We have collaborated and developed new lessons that are hopefully better for the kids, and will be used again here next year. I am bringing some of them back to the U.S. to try in my classes as well.
Josh Elder, 2010 Teach with Africa fellow, is a 7th and 8th grade teacher of Life Sciences at KIPP Philadelphia Charter School. Photo by Greg Lumley.
Today marks Day 4 of Living in Langa.
Each morning I wake up at 6:00 AM and get ready for the day. My host family consists of a grandmother, her two daughters, and the two granddaughters. The family is incredible. They are extremely generous and a pleasure to talk to.

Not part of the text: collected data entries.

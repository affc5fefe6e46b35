//! Implementation of `itemcheck rules [--group <group>]`.
//!
//! Prints the built-in constraint table to stdout, one rule per line.
use std::io::Write;

use itemcheck_core::{ConstraintRule, Group, RuleKind, Validator};
use serde::Serialize;

use crate::cli::OutputFormat;
use crate::error::CliError;

#[derive(Serialize)]
struct RuleLine<'a> {
    field: &'static str,
    rule: &'static str,
    groups: &'a [Group],
    #[serde(skip_serializing_if = "Option::is_none")]
    min: Option<i64>,
    #[serde(skip_serializing_if = "Option::is_none")]
    max: Option<i64>,
    message: &'static str,
}

impl<'a> From<&'a ConstraintRule> for RuleLine<'a> {
    fn from(rule: &'a ConstraintRule) -> Self {
        let (min, max) = match rule.kind {
            RuleKind::Range { min, max } => (Some(min), Some(max)),
            RuleKind::Max { max } => (None, Some(max)),
            RuleKind::NotNull | RuleKind::NotBlank => (None, None),
        };
        Self {
            field: rule.field.name(),
            rule: rule.kind.code(),
            groups: rule.groups,
            min,
            max,
            message: rule.message,
        }
    }
}

/// Runs the `rules` command, writing to stdout.
///
/// # Errors
///
/// Returns [`CliError::IoError`] if stdout cannot be written.
pub fn run(group: Option<Group>, format: OutputFormat) -> Result<(), CliError> {
    let stdout = std::io::stdout();
    let mut out = stdout.lock();
    write_rules(&mut out, &Validator::default(), group, format).map_err(|e| CliError::IoError {
        source: "stdout".to_owned(),
        detail: e.to_string(),
    })
}

/// Writes the rules of `validator` (restricted to `group` when given).
///
/// Human format: `<field>\t<code>\t<groups>\t<message>`.
///
/// # Errors
///
/// Returns an error if serialization or writing fails.
pub fn write_rules<W: Write>(
    writer: &mut W,
    validator: &Validator,
    group: Option<Group>,
    format: OutputFormat,
) -> std::io::Result<()> {
    let rules = validator
        .rules()
        .iter()
        .filter(|r| group.is_none_or(|g| r.applies_to(g)));
    for rule in rules {
        match format {
            OutputFormat::Human => {
                let groups: Vec<&str> = rule.groups.iter().copied().map(Group::as_str).collect();
                writeln!(
                    writer,
                    "{}\t{}\t{}\t{}",
                    rule.field,
                    rule.kind,
                    groups.join(","),
                    rule.message
                )?;
            }
            OutputFormat::Json => {
                serde_json::to_writer(&mut *writer, &RuleLine::from(rule))?;
                writeln!(writer)?;
            }
        }
    }
    Ok(())
}
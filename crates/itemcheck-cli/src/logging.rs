//! Process-wide `tracing` subscriber setup.
use tracing_subscriber::EnvFilter;
use tracing_subscriber::layer::SubscriberExt as _;
use tracing_subscriber::util::SubscriberInitExt as _;

/// Installs a stderr `fmt` subscriber.
///
/// `RUST_LOG` takes precedence; otherwise the level is `debug` with
/// `--verbose` and `warn` without it.
pub fn init(verbose: bool, ansi: bool) {
    let fallback = if verbose { "debug" } else { "warn" };
    let filter = EnvFilter::try_from_default_env().unwrap_or_else(|_| EnvFilter::new(fallback));

    let installed = tracing_subscriber::registry()
        .with(filter)
        .with(
            tracing_subscriber::fmt::layer()
                .with_writer(std::io::stderr)
                .with_ansi(ansi)
                .with_target(false),
        )
        .try_init();

    if let Err(e) = installed {
        eprintln!("warning: logging disabled: {e}");
    }
}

It feels as if I am home with my family.
It is easy to see the family values education, with the two youngest granddaughters striving to get an exceptional education. I leave the house around 7:00 AM and walk to where the LEAP bus picks up the learners in the morning.
The bus ride is about 15-20 minutes depending on traffic in the mornings. The first class begins at 8:15. I am teaching in a Grade 9,10,11 class and observing my mentor teacher in her Grade 12 class. I have learned different classroom management styles, and experimented with different ways to teach lessons and conduct labs.
The last class finishes at 5:15 and then we go straight to the bus to take it to Langa. The ride home sometimes is longer due to traffic. I get dropped off at the same bus stop and then go home.
I cannot thank TWA enough for giving us the opportunity to be able to experience living in the township and connecting with our students on a deeper level.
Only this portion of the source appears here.